The cats escape because our youngest girl leaves the door open. No amount of calling, no amount of salmon on the back stairs, will lure them home. It’s easiest for everyone to pretend another family has adopted them but we know they’re out there still. Nights, we see them on the property’s edge, crouching on moss, prowling for game, fur rising from their backs as if testing the air. The girls escape because we throw a party and in the muddle of drinks and small talk, we forget to tuck them in. No amount of pleading, no amount of extra allowance, will lure them home. It’s easiest for everyone to pretend another family has adopted them but we know they’re out there still. Nights, we see them on the property’s edge, sucking on wild onions, drinking from the neighbor’s spigot, their hair mossing across their shoulders. We escape because alone, without the creatures that depend on us, we forget why we bothered.

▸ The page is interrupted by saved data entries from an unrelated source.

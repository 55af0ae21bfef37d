//! Partition-local key-value state stores.
//!
//! A store belongs to exactly one task, so it is only ever touched by the
//! worker driving that task and needs no locking. Every mutation is captured
//! for the store's changelog topic; replaying that topic from the earliest
//! offset rebuilds the store.

use serde::{Serialize, de::DeserializeOwned};
use serde_json::Value;
use std::collections::BTreeMap;
use tracing::trace;

use crate::error::StoreError;
use crate::log::Record;

/// A mutation waiting to be written to the changelog. `None` deletes the key.
#[derive(Debug, Clone, PartialEq)]
pub struct ChangelogEntry {
    pub key: String,
    pub value: Option<Value>,
}

#[derive(Debug)]
pub struct KeyValueStore {
    name: String,
    changelog_topic: String,
    partition: u32,
    entries: BTreeMap<String, Value>,
    pending: Vec<ChangelogEntry>,
}

impl KeyValueStore {
    pub fn new(name: &str, changelog_topic: &str, partition: u32) -> Self {
        Self {
            name: name.to_string(),
            changelog_topic: changelog_topic.to_string(),
            partition,
            entries: BTreeMap::new(),
            pending: Vec::new(),
        }
    }

    pub fn name(&self) -> &str {
        &self.name
    }

    pub fn changelog_topic(&self) -> &str {
        &self.changelog_topic
    }

    pub fn partition(&self) -> u32 {
        self.partition
    }

    pub fn len(&self) -> usize {
        self.entries.len()
    }

    pub fn is_empty(&self) -> bool {
        self.entries.is_empty()
    }

    pub fn get<V: DeserializeOwned>(&self, key: &str) -> Result<Option<V>, StoreError> {
        self.entries
            .get(key)
            .map(|value| self.decode(key, value))
            .transpose()
    }

    pub fn put<V: Serialize>(&mut self, key: &str, value: &V) -> Result<(), StoreError> {
        let value = serde_json::to_value(value).map_err(|source| StoreError::Encode {
            store: self.name.clone(),
            key: key.to_string(),
            source,
        })?;
        trace!(store = %self.name, key, "put");
        self.entries.insert(key.to_string(), value.clone());
        self.pending.push(ChangelogEntry {
            key: key.to_string(),
            value: Some(value),
        });
        Ok(())
    }

    /// Removes `key`. Returns whether it was present.
    pub fn delete(&mut self, key: &str) -> bool {
        let existed = self.entries.remove(key).is_some();
        if existed {
            trace!(store = %self.name, key, "delete");
            self.pending.push(ChangelogEntry {
                key: key.to_string(),
                value: None,
            });
        }
        existed
    }

    /// All entries in key order.
    pub fn all<V: DeserializeOwned>(&self) -> Result<Vec<(String, V)>, StoreError> {
        self.entries
            .iter()
            .map(|(key, value)| Ok((key.clone(), self.decode(key, value)?)))
            .collect()
    }

    /// Entries whose key starts with `prefix`, in key order.
    pub fn prefix<V: DeserializeOwned>(&self, prefix: &str) -> Result<Vec<(String, V)>, StoreError> {
        self.entries
            .range(prefix.to_string()..)
            .take_while(|(key, _)| key.starts_with(prefix))
            .map(|(key, value)| Ok((key.clone(), self.decode(key, value)?)))
            .collect()
    }

    pub(crate) fn take_changelog(&mut self) -> Vec<ChangelogEntry> {
        std::mem::take(&mut self.pending)
    }

    pub(crate) fn has_pending(&self) -> bool {
        !self.pending.is_empty()
    }

    /// Applies one changelog record without capturing it again.
    pub(crate) fn restore(&mut self, record: &Record) {
        match &record.value {
            Some(value) => {
                self.entries.insert(record.key.clone(), value.clone());
            }
            None => {
                self.entries.remove(&record.key);
            }
        }
    }

    pub(crate) fn snapshot(&self) -> BTreeMap<String, Value> {
        self.entries.clone()
    }

    pub(crate) fn load_snapshot(&mut self, entries: BTreeMap<String, Value>) {
        self.entries = entries;
        self.pending.clear();
    }

    fn decode<V: DeserializeOwned>(&self, key: &str, value: &Value) -> Result<V, StoreError> {
        V::deserialize(value).map_err(|source| StoreError::Corrupt {
            store: self.name.clone(),
            key: key.to_string(),
            source,
        })
    }
}

#[cfg(test)]
mod tests {
    use super::*;
    use chrono::Utc;
    use serde_json::json;

    fn store() -> KeyValueStore {
        KeyValueStore::new("counts", "app-counts-changelog", 1)
    }

    #[test]
    fn test_get_put_delete() {
        let mut store = store();
        assert_eq!(store.get::<u32>("a").unwrap(), None);

        store.put("a", &3u32).unwrap();
        assert_eq!(store.get::<u32>("a").unwrap(), Some(3));

        assert!(store.delete("a"));
        assert!(!store.delete("a"));
        assert_eq!(store.get::<u32>("a").unwrap(), None);
    }

    #[test]
    fn test_mutations_are_captured_for_changelog() {
        let mut store = store();
        store.put("a", &1u32).unwrap();
        store.put("a", &2u32).unwrap();
        store.delete("a");

        let changelog = store.take_changelog();
        assert_eq!(changelog.len(), 3);
        assert_eq!(changelog[1].value, Some(json!(2)));
        assert_eq!(changelog[2].value, None);
        assert!(!store.has_pending());
    }

    #[test]
    fn test_restore_replays_without_recapturing() {
        let mut store = store();
        let record = |offset, key: &str, value: Option<Value>| Record {
            topic: "app-counts-changelog".to_string(),
            partition: 1,
            offset,
            key: key.to_string(),
            value,
            timestamp: Utc::now(),
        };

        store.restore(&record(0, "a", Some(json!(1))));
        store.restore(&record(1, "b", Some(json!(5))));
        store.restore(&record(2, "a", None));

        assert_eq!(store.get::<u32>("a").unwrap(), None);
        assert_eq!(store.get::<u32>("b").unwrap(), Some(5));
        assert!(!store.has_pending());
    }

    #[test]
    fn test_corrupt_value_is_reported() {
        let mut store = store();
        store.put("a", &"not a number").unwrap();
        let err = store.get::<u32>("a").unwrap_err();
        assert!(matches!(err, StoreError::Corrupt { .. }));
    }

    #[test]
    fn test_prefix_scan() {
        let mut store = store();
        store.put("w1|a", &1u32).unwrap();
        store.put("w1|b", &2u32).unwrap();
        store.put("w2|a", &3u32).unwrap();

        let rows: Vec<(String, u32)> = store.prefix("w1|").unwrap();
        assert_eq!(rows.len(), 2);
        assert_eq!(rows[1], ("w1|b".to_string(), 2));
    }
}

We squeeze past the mailman delivering our bills and we flee, our noses quivering the wind like newborn rabbits. It’s easiest for everyone to pretend we’re on vacation, we’re taking a break from the hustle, we won’t be gone long, until we hurdle over the property’s edge into the hem of forest that’s out there still. We crunch small things under our soles and make love on moss and we tell each other this is not escape. It is return.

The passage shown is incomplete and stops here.